Licensed cannabis producers will now begin releasing an expanded range of cannabis oils and extract products to medical patients.
In June, the Supreme Court of Canada ruled medical cannabis to be legal in all forms after Owen Smith, a baker for the Victoria Cannabis Buyers Club, was found with more than 200 cookies and charged with possession for the purpose of trafficking and unlawful possession of marijuana.
In July, Health Canada began approving applications from its licensed producers to also create and sell cannabis oils and derivatives to patients who prefer not to smoke.
Health Canada spokesperson Sean Upton said licensed producers will receive a supplemental license from the government to being producing extracts, but an inspection needs to take place before before they can sell them.

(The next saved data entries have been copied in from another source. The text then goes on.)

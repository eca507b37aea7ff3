#![forbid(unsafe_code)]
#![deny(missing_docs)]

//! **eld-dlq** – Dead-Letter Queue (spec §4.8).
//!
//! Holds event payloads that exhausted retry, or failed permanently inside a
//! batch where sibling events succeeded. Exposes a small status-lifecycle
//! state machine plus admin list/get/retry/discard operations, following the
//! same small-trait-plus-in-memory-store shape as the revocation list.
//!
//! Re-invoking the ingestion pipeline on retry (with a fresh sequence-id
//! allocation, per spec §4.8) is the caller's job — this crate only owns the
//! entry's lifecycle and storage.

use chrono::{DateTime, Utc};
use eld_types::DeviceId;
use parking_lot::Mutex;
use serde::{Deserialize, Serialize};
use std::collections::HashMap;
use uuid::Uuid;

/// Identifies a DLQ entry.
#[derive(Debug, Clone, Copy, PartialEq, Eq, Hash, Serialize, Deserialize)]
pub struct DlqEntryId(pub Uuid);

/// Status lifecycle (spec §4.8): `pending -> retrying -> (resolved | pending)`
/// on admin retry; `pending -> discarded` on admin discard.
#[derive(Debug, Clone, Copy, PartialEq, Eq, Serialize, Deserialize)]
#[serde(rename_all = "snake_case")]
pub enum DlqStatus {
    /// Awaiting admin action.
    Pending,
    /// An admin-triggered retry is currently in flight.
    Retrying,
    /// Terminal: the retry succeeded.
    Resolved,
    /// Terminal: an admin discarded the entry without resolving it.
    Discarded,
}

impl DlqStatus {
    /// `resolved` and `discarded` accept no further transitions.
    pub fn is_terminal(self) -> bool {
        matches!(self, DlqStatus::Resolved | DlqStatus::Discarded)
    }
}

/// A full dead-letter entry, including the original payload.
#[derive(Debug, Clone, Serialize, Deserialize)]
pub struct DlqEntry {
    /// Unique identifier.
    pub id: DlqEntryId,
    /// The event payload that failed to commit, as received.
    pub original_payload: serde_json::Value,
    /// Device the payload originated from.
    pub source_device_id: DeviceId,
    /// The endpoint/operation that attempted to process it (`/events`, `/sync/events`, ...).
    pub source_endpoint: String,
    /// Index within the originating batch, if the failure occurred mid-batch.
    pub batch_index: Option<usize>,
    /// Human-readable description of the failure.
    pub failure_reason: String,
    /// Number of retry attempts made so far (not counting the original failure).
    pub retry_count: u32,
    /// When the entry first failed.
    pub first_failure_at: DateTime<Utc>,
    /// When the entry most recently failed.
    pub last_failure_at: DateTime<Utc>,
    /// Current lifecycle status.
    pub status: DlqStatus,
    /// Admin actor who resolved or discarded this entry, if any.
    pub resolved_by: Option<String>,
    /// Admin-supplied notes on discard or resolution.
    pub resolution_notes: Option<String>,
}

/// A DLQ entry without its payload, for bandwidth-conscious listing (spec §4.8 `list`).
#[derive(Debug, Clone, Serialize, Deserialize)]
pub struct DlqEntrySummary {
    /// Unique identifier.
    pub id: DlqEntryId,
    /// Device the payload originated from.
    pub source_device_id: DeviceId,
    /// The endpoint/operation that attempted to process it.
    pub source_endpoint: String,
    /// Human-readable description of the failure.
    pub failure_reason: String,
    /// Number of retry attempts made so far.
    pub retry_count: u32,
    /// When the entry first failed.
    pub first_failure_at: DateTime<Utc>,
    /// Current lifecycle status.
    pub status: DlqStatus,
}

impl From<&DlqEntry> for DlqEntrySummary {
    fn from(entry: &DlqEntry) -> Self {
        Self {
            id: entry.id,
            source_device_id: entry.source_device_id,
            source_endpoint: entry.source_endpoint.clone(),
            failure_reason: entry.failure_reason.clone(),
            retry_count: entry.retry_count,
            first_failure_at: entry.first_failure_at,
            status: entry.status,
        }
    }
}

/// Input for enqueuing a new entry.
#[derive(Debug, Clone)]
pub struct NewDlqEntry {
    /// The event payload that failed to commit.
    pub original_payload: serde_json::Value,
    /// Device the payload originated from.
    pub source_device_id: DeviceId,
    /// The endpoint/operation that attempted to process it.
    pub source_endpoint: String,
    /// Index within the originating batch, if applicable.
    pub batch_index: Option<usize>,
    /// Human-readable description of the failure.
    pub failure_reason: String,
}

/// Filter for `list`.
#[derive(Debug, Clone, Default)]
pub struct DlqFilter {
    /// Restrict to entries with this status.
    pub status: Option<DlqStatus>,
    /// Restrict to entries from this device.
    pub device_id: Option<DeviceId>,
    /// Restrict to entries from this endpoint.
    pub endpoint: Option<String>,
}

/// Offset/limit pagination for `list`.
#[derive(Debug, Clone, Copy)]
pub struct Pagination {
    /// Number of entries to skip.
    pub offset: usize,
    /// Maximum number of entries to return.
    pub limit: usize,
}

/// Aggregate counts per status (spec §4.8 `stats`).
#[derive(Debug, Clone, Copy, PartialEq, Eq, Serialize, Deserialize)]
pub struct DlqStats {
    /// Count of `pending` entries.
    pub pending: usize,
    /// Count of `retrying` entries.
    pub retrying: usize,
    /// Count of `resolved` entries.
    pub resolved: usize,
    /// Count of `discarded` entries.
    pub discarded: usize,
    /// Total entries across all statuses.
    pub total: usize,
    /// `true` if `pending` exceeds the configured alert threshold.
    pub alert_threshold_exceeded: bool,
}

/// Errors from DLQ operations.
#[derive(Debug, Clone, PartialEq, Eq, thiserror::Error)]
pub enum DlqError {
    /// No entry with this id.
    #[error("dlq entry {0:?} not found")]
    NotFound(DlqEntryId),
    /// The entry is not `pending`, so it cannot be retried or discarded.
    #[error("dlq entry {0:?} is not pending")]
    NotPending(DlqEntryId),
    /// The entry is not `retrying`, so a retry outcome cannot be recorded.
    #[error("dlq entry {0:?} is not retrying")]
    NotRetrying(DlqEntryId),
}

/// In-memory dead-letter queue. A production deployment persists this
/// alongside the event store (`toka-store-sqlite`-style), but the lifecycle
/// rules live here regardless of backend.
#[derive(Debug, Default)]
pub struct MemoryDlqStore {
    entries: Mutex<HashMap<DlqEntryId, DlqEntry>>,
}

impl MemoryDlqStore {
    /// Construct an empty store.
    pub fn new() -> Self {
        Self::default()
    }

    /// Write a new `pending` entry.
    pub fn enqueue(&self, new_entry: NewDlqEntry) -> DlqEntryId {
        let id = DlqEntryId(Uuid::new_v4());
        let now = Utc::now();
        let entry = DlqEntry {
            id,
            original_payload: new_entry.original_payload,
            source_device_id: new_entry.source_device_id,
            source_endpoint: new_entry.source_endpoint,
            batch_index: new_entry.batch_index,
            failure_reason: new_entry.failure_reason,
            retry_count: 0,
            first_failure_at: now,
            last_failure_at: now,
            status: DlqStatus::Pending,
            resolved_by: None,
            resolution_notes: None,
        };
        self.entries.lock().insert(id, entry);
        id
    }

    /// List entry summaries matching `filter`, paginated.
    pub fn list(&self, filter: &DlqFilter, pagination: Pagination) -> Vec<DlqEntrySummary> {
        let entries = self.entries.lock();
        let mut matching: Vec<&DlqEntry> = entries
            .values()
            .filter(|e| filter.status.is_none_or(|s| e.status == s))
            .filter(|e| filter.device_id.is_none_or(|d| e.source_device_id == d))
            .filter(|e| filter.endpoint.as_ref().is_none_or(|ep| &e.source_endpoint == ep))
            .collect();
        matching.sort_by_key(|e| e.first_failure_at);
        matching
            .into_iter()
            .skip(pagination.offset)
            .take(pagination.limit)
            .map(DlqEntrySummary::from)
            .collect()
    }

    /// Fetch a full entry, including payload.
    pub fn get(&self, id: DlqEntryId) -> Option<DlqEntry> {
        self.entries.lock().get(&id).cloned()
    }

    /// `pending -> retrying`. Returns the full entry so the caller can
    /// re-invoke ingestion with its payload and a fresh sequence-id.
    pub fn begin_retry(&self, id: DlqEntryId) -> Result<DlqEntry, DlqError> {
        let mut entries = self.entries.lock();
        let entry = entries.get_mut(&id).ok_or(DlqError::NotFound(id))?;
        if entry.status != DlqStatus::Pending {
            return Err(DlqError::NotPending(id));
        }
        entry.status = DlqStatus::Retrying;
        Ok(entry.clone())
    }

    /// Record that a `retrying` entry's re-ingestion succeeded: `retrying -> resolved`.
    pub fn mark_resolved(&self, id: DlqEntryId, resolved_by: String) -> Result<(), DlqError> {
        let mut entries = self.entries.lock();
        let entry = entries.get_mut(&id).ok_or(DlqError::NotFound(id))?;
        if entry.status != DlqStatus::Retrying {
            return Err(DlqError::NotRetrying(id));
        }
        entry.status = DlqStatus::Resolved;
        entry.resolved_by = Some(resolved_by);
        Ok(())
    }

    /// Record that a `retrying` entry's re-ingestion failed again:
    /// `retrying -> pending`, with `retry_count` incremented.
    pub fn mark_retry_failed(&self, id: DlqEntryId, failure_reason: String) -> Result<(), DlqError> {
        let mut entries = self.entries.lock();
        let entry = entries.get_mut(&id).ok_or(DlqError::NotFound(id))?;
        if entry.status != DlqStatus::Retrying {
            return Err(DlqError::NotRetrying(id));
        }
        entry.status = DlqStatus::Pending;
        entry.retry_count += 1;
        entry.failure_reason = failure_reason;
        entry.last_failure_at = Utc::now();
        Ok(())
    }

    /// `pending -> discarded`.
    pub fn discard(&self, id: DlqEntryId, notes: String) -> Result<(), DlqError> {
        let mut entries = self.entries.lock();
        let entry = entries.get_mut(&id).ok_or(DlqError::NotFound(id))?;
        if entry.status != DlqStatus::Pending {
            return Err(DlqError::NotPending(id));
        }
        entry.status = DlqStatus::Discarded;
        entry.resolution_notes = Some(notes);
        Ok(())
    }

    /// Aggregate counts per status.
    pub fn stats(&self, alert_threshold: usize) -> DlqStats {
        let entries = self.entries.lock();
        let mut stats = DlqStats {
            pending: 0,
            retrying: 0,
            resolved: 0,
            discarded: 0,
            total: entries.len(),
            alert_threshold_exceeded: false,
        };
        for entry in entries.values() {
            match entry.status {
                DlqStatus::Pending => stats.pending += 1,
                DlqStatus::Retrying => stats.retrying += 1,
                DlqStatus::Resolved => stats.resolved += 1,
                DlqStatus::Discarded => stats.discarded += 1,
            }
        }
        stats.alert_threshold_exceeded = stats.pending > alert_threshold;
        stats
    }
}

#[cfg(test)]
mod tests {
    use super::*;

    fn sample_entry(device: DeviceId) -> NewDlqEntry {
        NewDlqEntry {
            original_payload: serde_json::json!({"sequenceId": 12}),
            source_device_id: device,
            source_endpoint: "/sync/events".into(),
            batch_index: Some(3),
            failure_reason: "deadlock detected".into(),
        }
    }

    #[test]
    fn enqueue_then_get_returns_full_payload() {
        let store = MemoryDlqStore::new();
        let device = DeviceId(Uuid::new_v4());
        let id = store.enqueue(sample_entry(device));
        let entry = store.get(id).unwrap();
        assert_eq!(entry.status, DlqStatus::Pending);
        assert_eq!(entry.original_payload["sequenceId"], 12);
    }

    #[test]
    fn list_omits_payload() {
        let store = MemoryDlqStore::new();
        let device = DeviceId(Uuid::new_v4());
        store.enqueue(sample_entry(device));
        let summaries = store.list(&DlqFilter::default(), Pagination { offset: 0, limit: 10 });
        assert_eq!(summaries.len(), 1);
        assert_eq!(summaries[0].source_endpoint, "/sync/events");
    }

    #[test]
    fn retry_then_resolve_full_cycle() {
        let store = MemoryDlqStore::new();
        let device = DeviceId(Uuid::new_v4());
        let id = store.enqueue(sample_entry(device));

        let entry = store.begin_retry(id).unwrap();
        assert_eq!(entry.status, DlqStatus::Retrying);

        store.mark_resolved(id, "admin@example.com".into()).unwrap();
        let resolved = store.get(id).unwrap();
        assert_eq!(resolved.status, DlqStatus::Resolved);
        assert_eq!(resolved.resolved_by.as_deref(), Some("admin@example.com"));
    }

    #[test]
    fn failed_retry_returns_to_pending_with_incremented_count() {
        let store = MemoryDlqStore::new();
        let device = DeviceId(Uuid::new_v4());
        let id = store.enqueue(sample_entry(device));

        store.begin_retry(id).unwrap();
        store.mark_retry_failed(id, "still deadlocked".into()).unwrap();

        let entry = store.get(id).unwrap();
        assert_eq!(entry.status, DlqStatus::Pending);
        assert_eq!(entry.retry_count, 1);
        assert_eq!(entry.failure_reason, "still deadlocked");
    }

    #[test]
    fn terminal_states_reject_further_transitions() {
        let store = MemoryDlqStore::new();
        let device = DeviceId(Uuid::new_v4());
        let id = store.enqueue(sample_entry(device));
        store.discard(id, "not recoverable".into()).unwrap();

        assert_eq!(store.begin_retry(id).unwrap_err(), DlqError::NotPending(id));
        assert_eq!(store.discard(id, "again".into()).unwrap_err(), DlqError::NotPending(id));
    }

    #[test]
    fn stats_counts_by_status_and_flags_alert() {
        let store = MemoryDlqStore::new();
        let device = DeviceId(Uuid::new_v4());
        for _ in 0..3 {
            store.enqueue(sample_entry(device));
        }
        let stats = store.stats(2);
        assert_eq!(stats.pending, 3);
        assert_eq!(stats.total, 3);
        assert!(stats.alert_threshold_exceeded);
    }
}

“When all requirements are met, including analytical testing to ensure compliance with the conditions of the supplemental licence and the requirements for good production practices under the Marihuana for Medical Purposes Regulation, Health Canada will amend the supplemental licence to include the activity of sale,” Upton said.
A dozen operations are now approved to produce cannabis oils with the expanded licence including Tilray, in Nanaimo, BC, which announced Oct. 5 it is awaiting Health Canada approval to sell gel caps, oils, sprays and topical lotions.

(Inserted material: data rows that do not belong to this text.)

impl SqliteEventStore {
    /// Open or create a database file, running migrations.
    pub async fn open<P: AsRef<Path>>(path: P) -> anyhow::Result<Self> {
        let database_url = format!("sqlite://{}", path.as_ref().display());
        let pool = SqlitePool::connect(&database_url).await?;
        Self::from_pool(pool).await
    }

    /// Open an in-memory database (tests, local dev).
    pub async fn in_memory() -> anyhow::Result<Self> {
        let pool = SqlitePool::connect("sqlite::memory:").await?;
        Self::from_pool(pool).await
    }

    /// Wrap an existing pool, running migrations.
    pub async fn from_pool(pool: SqlitePool) -> anyhow::Result<Self> {
        let store = Self { pool };
        store.migrate().await?;
        Ok(store)
    }

    async fn migrate(&self) -> anyhow::Result<()> {
        sqlx::query(
            r#"
            CREATE TABLE IF NOT EXISTS eld_events (
                id BLOB PRIMARY KEY,
                device_id BLOB NOT NULL,
                log_date TEXT NOT NULL,
                sequence_id INTEGER NOT NULL,
                log_period_id BLOB NOT NULL,
                driver_id BLOB NOT NULL,
                vehicle_id BLOB NOT NULL,
                carrier_id BLOB NOT NULL,
                event_type INTEGER NOT NULL,
                record_status INTEGER NOT NULL,
                record_origin TEXT NOT NULL,
                event_timestamp TEXT NOT NULL,
                updated_at TEXT NOT NULL,
                payload_json TEXT NOT NULL
            ) STRICT
            "#,
        )
        .execute(&self.pool)
        .await?;

        // Emulates the Postgres partial unique constraint
        // `UNIQUE (device_id, log_period_id, sequence_id) WHERE record_status = 1`.
        sqlx::query(
            "CREATE UNIQUE INDEX IF NOT EXISTS ux_eld_events_active_seq \
             ON eld_events(device_id, log_period_id, sequence_id) WHERE record_status = 1",
        )
        .execute(&self.pool)
        .await?;

        sqlx::query(
            "CREATE INDEX IF NOT EXISTS idx_eld_events_driver_ts ON eld_events(driver_id, event_timestamp DESC)",
        )
        .execute(&self.pool)
        .await?;
        sqlx::query(
            "CREATE INDEX IF NOT EXISTS idx_eld_events_logperiod_seq ON eld_events(log_period_id, sequence_id)",
        )
        .execute(&self.pool)
        .await?;
        sqlx::query(
            "CREATE INDEX IF NOT EXISTS idx_eld_events_driver_type_ts \
             ON eld_events(driver_id, event_type, event_timestamp DESC)",
        )
        .execute(&self.pool)
        .await?;
        sqlx::query(
            "CREATE INDEX IF NOT EXISTS idx_eld_events_scope ON eld_events(device_id, log_date)",
        )
        .execute(&self.pool)
        .await?;

        sqlx::query(
            r#"
            CREATE TABLE IF NOT EXISTS sequence_id_states (
                device_id BLOB NOT NULL,
                log_date TEXT NOT NULL,
                state_json TEXT NOT NULL,
                PRIMARY KEY (device_id, log_date)
            ) STRICT
            "#,
        )
        .execute(&self.pool)
        .await?;

        sqlx::query(
            r#"
            CREATE TABLE IF NOT EXISTS log_periods (
                id BLOB PRIMARY KEY,
                driver_id BLOB NOT NULL,
                log_date TEXT NOT NULL,
                period_json TEXT NOT NULL
            ) STRICT
            "#,
        )
        .execute(&self.pool)
        .await?;
        sqlx::query(
            "CREATE UNIQUE INDEX IF NOT EXISTS ux_log_periods_driver_date ON log_periods(driver_id, log_date)",
        )
        .execute(&self.pool)
        .await?;

        Ok(())
    }

    /// Total committed events, for diagnostics/tests.
    pub async fn event_count(&self) -> anyhow::Result<i64> {
        let row = sqlx::query("SELECT COUNT(*) as count FROM eld_events")
            .fetch_one(&self.pool)
            .await?;
        Ok(row.get("count"))
    }
}

fn record_origin_str(origin: RecordOrigin) -> &'static str {
    match origin {
        RecordOrigin::Auto => "auto",
        RecordOrigin::Driver => "driver",
        RecordOrigin::CoDriver => "co_driver",
        RecordOrigin::Unidentified => "unidentified",
        RecordOrigin::CarrierEdit => "carrier_edit",
    }
}

fn row_to_event(row: &sqlx::sqlite::SqliteRow) -> Result<Event, StorageError> {
    let payload_json: String = row.get("payload_json");
    serde_json::from_str(&payload_json).map_err(|e| StorageError::BackendError(e.to_string()))
}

“It was important to let patients and the general public, physicians and researchers know about these products,” said Tilray research and services vice-president Philippe Lucas. “We know there’s going to be a lot of questions about the products, the first time that these kinds of extract products will be legally available in Canada.”
Any patient currently authorized to use medical cannabis can access the expanded products, based on the patient’s existing daily and monthly prescription limitations.
Jennifer Ayotte of Oshawa, Ont. said she currently treats her daughter’s seizures from Lennox-Gastaut syndrome with brownies containing dried cannabis, but cannabis oils would make things easier.
While the brownies have reduced her daughter’s seizures by 90 per cent, the sugar has led to weight gain and Ayotte would prefer having an oil capsule.
Ayotte said other drugs didn’t offer any improvement or had side-effects.
“Certainly for us and for other people who are caring for her, it will make it a lot easier, said Ayotte. “So when she is out or we’re in a restaurant and she needs to have it, instead of having a brownie, it can be put into the food that she’s eating.”